## Available data
______________________________

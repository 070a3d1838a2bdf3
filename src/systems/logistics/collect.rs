//! 輸送を組み合わせた回収処理
//!
//! - 石材回収: 手持ちを倉庫へ納品 → 近いコンテナから順に倉庫へ運ぶ
//! - 弾薬補充: 近い保有者から上限まで受け取る
//! - 原料搬入: 生産施設の原料が足りなければ、手持ち → 倉庫/鉱石の順に運び込む
//!
//! やることが無いかどうかは `has_*` 系で事前に判定できる。タスクの検証で使い、
//! 何もしないタスクがプロシージャルの走査で現在タスクを奪わないようにする。

use bevy::prelude::*;

use super::transfer::{
    BulletRun, advance_transfer, claim_logistics, schedule, start_transfer,
};
use super::timers::LogisticsTimerKind;
use crate::constants::{BULLET_ITEM_ID, STONE_ITEM_ID};
use crate::systems::action_queue::{RouteStop, SourceFilter, TaskContext};

/// 呼び出し中のタスクが進行中の輸送を持っているか
fn owns_active_run(cx: &TaskContext<'_>) -> bool {
    cx.logistics.is_busy()
        && cx.logistics.owner().is_some()
        && cx.logistics.owner() == cx.current_task()
}

/// 手持ちの積み荷を自由に使えるか（他タスクの輸送中なら、それはその輸送の荷物）
fn hold_is_free(cx: &TaskContext<'_>) -> bool {
    !cx.logistics.is_busy() || owns_active_run(cx)
}

/// 石材回収にやることが残っているか
pub fn has_cargo_to_collect(cx: &TaskContext<'_>) -> bool {
    if owns_active_run(cx) {
        return true;
    }
    if hold_is_free(cx) && cx.world.item_quantity(cx.agent, STONE_ITEM_ID) > 0 {
        return true;
    }
    !cx.world
        .cargo_sources(STONE_ITEM_ID, SourceFilter::ContainersOnly)
        .is_empty()
}

/// 石材回収を1ティック進める。回収し尽くした（1パス完了）なら `true`。
///
/// 納品先が石材倉庫であることは呼び出し側（タスクの検証）で確認しておく。
pub fn collect_cargo(cx: &mut TaskContext<'_>, storage: Entity, delta_secs: f32) -> bool {
    claim_logistics(cx);

    // 手持ちの石材を先に納品する
    let carried = cx.world.item_quantity(cx.agent, STONE_ITEM_ID);
    if carried > 0 && !cx.logistics.self_delivery_done {
        if cx.logistics.transfer().is_none() {
            let route = [
                RouteStop::new(cx.agent).carrying(STONE_ITEM_ID, carried),
                RouteStop::new(storage),
            ];
            start_transfer(cx, &route);
        }
        if !advance_transfer(cx, delta_secs).is_done() {
            return false;
        }
        cx.logistics.self_delivery_done = true;
    }

    if cx.logistics.transfer().is_none() {
        let sources = cx
            .world
            .cargo_sources(STONE_ITEM_ID, SourceFilter::ContainersOnly);
        let Some(&source) = sources.first() else {
            debug!("COLLECT: {:?} no stone left to collect", cx.agent);
            cx.logistics.self_delivery_done = false;
            return true;
        };

        let quantity = cx.world.item_quantity(source, STONE_ITEM_ID);
        debug!(
            "COLLECT: {:?} next source {:?} ({} stone)",
            cx.agent, source, quantity
        );
        let route = [
            RouteStop::new(source).carrying(STONE_ITEM_ID, quantity),
            RouteStop::new(storage),
        ];
        start_transfer(cx, &route);
    }

    advance_transfer(cx, delta_secs);
    false
}

/// 弾薬補充を1ティック進める。上限に達したか、補充元が無くなれば `true`。
pub fn collect_bullets(cx: &mut TaskContext<'_>) -> bool {
    claim_logistics(cx);

    let max_carry = cx.config.max_bullet_carry;
    if cx.world.item_quantity(cx.agent, BULLET_ITEM_ID) >= max_carry {
        cx.logistics.bullets = None;
        return true;
    }

    let run = match cx.logistics.bullets {
        Some(run) => run,
        None => {
            let sources = cx.world.cargo_sources(BULLET_ITEM_ID, SourceFilter::Any);
            let Some(&source) = sources.first() else {
                debug!("COLLECT: {:?} no bullet holder found", cx.agent);
                return true;
            };
            cx.logistics.next_session();
            let run = BulletRun {
                source,
                pickup_pending: false,
            };
            cx.logistics.bullets = Some(run);
            run
        }
    };

    let Some(source_pos) = cx.world.position_of(run.source) else {
        info!("COLLECT: {:?} bullet source {:?} vanished", cx.agent, run.source);
        cx.logistics.bullets = None;
        cx.timers.clear();
        return true;
    };

    if !run.pickup_pending {
        if cx.world.item_quantity(run.source, BULLET_ITEM_ID) <= 0 {
            // 先に取られた: 次のティックで探し直す
            cx.logistics.bullets = None;
            return false;
        }
        if !cx.is_at(run.source) {
            cx.world.move_to(source_pos);
            return false;
        }
        cx.world.stop_moving();
        let secs = cx.config.bullet_pickup_duration_secs;
        schedule(cx, LogisticsTimerKind::BulletPickup, secs);
        if let Some(run) = cx.logistics.bullets.as_mut() {
            run.pickup_pending = true;
        }
    }
    false
}

/// 原料搬入の進み具合
#[derive(Debug, Clone, Copy, PartialEq, Eq)]
pub enum RawSupply {
    /// 1サイクル分の原料がそろっている
    Ready,
    /// 搬入中
    Hauling,
    /// 手持ちにも搬入元にも原料が無い
    Unavailable,
}

/// 生産施設の近くから搬入元を探す（1サイクル分以上持っているノードだけ）
fn nearest_raw_source(
    cx: &TaskContext<'_>,
    production: Entity,
    filter: SourceFilter,
) -> Option<Entity> {
    let need = cx.config.production_need_per_cycle;
    let origin = cx.world.position_of(production)?;
    cx.world
        .cargo_sources(STONE_ITEM_ID, filter)
        .into_iter()
        .filter(|&source| {
            source != production && cx.world.item_quantity(source, STONE_ITEM_ID) >= need
        })
        .filter_map(|source| {
            let distance = cx.world.position_of(source)?.distance_squared(origin);
            Some((source, distance))
        })
        .min_by(|a, b| a.1.total_cmp(&b.1))
        .map(|(source, _)| source)
}

fn raw_material_source(cx: &TaskContext<'_>, production: Entity) -> Option<Entity> {
    let order = if cx.config.production_prefer_storage_first {
        [SourceFilter::StorageOnly, SourceFilter::OreOnly]
    } else {
        [SourceFilter::OreOnly, SourceFilter::StorageOnly]
    };
    order
        .into_iter()
        .find_map(|filter| nearest_raw_source(cx, production, filter))
}

/// 生産を続けられるだけの原料がどこかにあるか
pub fn has_raw_material(cx: &TaskContext<'_>, production: Entity) -> bool {
    let need = cx.config.production_need_per_cycle;
    owns_active_run(cx)
        || cx.world.item_quantity(production, STONE_ITEM_ID) >= need
        || (hold_is_free(cx) && cx.world.item_quantity(cx.agent, STONE_ITEM_ID) >= need)
        || raw_material_source(cx, production).is_some()
}

/// 生産施設の原料を1サイクル分そろえる
///
/// 手持ちに足りるだけあればそれを、無ければ最寄りの搬入元の在庫をまとめて運び込む。
pub fn supply_production(
    cx: &mut TaskContext<'_>,
    production: Entity,
    delta_secs: f32,
) -> RawSupply {
    claim_logistics(cx);

    if cx.logistics.transfer().is_some() && !advance_transfer(cx, delta_secs).is_done() {
        return RawSupply::Hauling;
    }

    let need = cx.config.production_need_per_cycle;
    if cx.world.item_quantity(production, STONE_ITEM_ID) >= need {
        return RawSupply::Ready;
    }

    let source = if cx.world.item_quantity(cx.agent, STONE_ITEM_ID) >= need {
        RouteStop::new(cx.agent).carrying(STONE_ITEM_ID, need)
    } else {
        let Some(source) = raw_material_source(cx, production) else {
            debug!("SUPPLY: {:?} no raw material for {:?}", cx.agent, production);
            return RawSupply::Unavailable;
        };
        let quantity = cx.world.item_quantity(source, STONE_ITEM_ID);
        RouteStop::new(source).carrying(STONE_ITEM_ID, quantity)
    };
    debug!(
        "SUPPLY: {:?} hauling raw material {:?} -> {:?}",
        cx.agent, source.node, production
    );

    cx.world.stop_interaction();
    start_transfer(cx, &[source, RouteStop::new(production)]);
    advance_transfer(cx, delta_secs);
    RawSupply::Hauling
}

/// 弾薬補充タイマーの満了処理
pub(crate) fn complete_bullet_pickup(cx: &mut TaskContext<'_>) -> bool {
    let Some(run) = cx.logistics.bullets.filter(|run| run.pickup_pending) else {
        return false;
    };

    let carried = cx.world.item_quantity(cx.agent, BULLET_ITEM_ID);
    let available = cx.world.item_quantity(run.source, BULLET_ITEM_ID);
    let take = available.min(cx.config.max_bullet_carry - carried).max(0);
    if take > 0 && cx.world.modify_item_quantity(run.source, BULLET_ITEM_ID, -take) {
        cx.world.modify_item_quantity(cx.agent, BULLET_ITEM_ID, take);
    }
    debug!(
        "COLLECT: {:?} took {} bullet(s) from {:?}",
        cx.agent, take, run.source
    );

    // 次の呼び出しで補充元を探し直す
    cx.logistics.bullets = None;
    true
}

______________________________

## Description of the task
Find each line of the data above that holds the word "systems", then copy it.

## Response area
filename src/systems/logistics/collect.rs
use crate::systems::action_queue::{RouteStop, SourceFilter, TaskContext};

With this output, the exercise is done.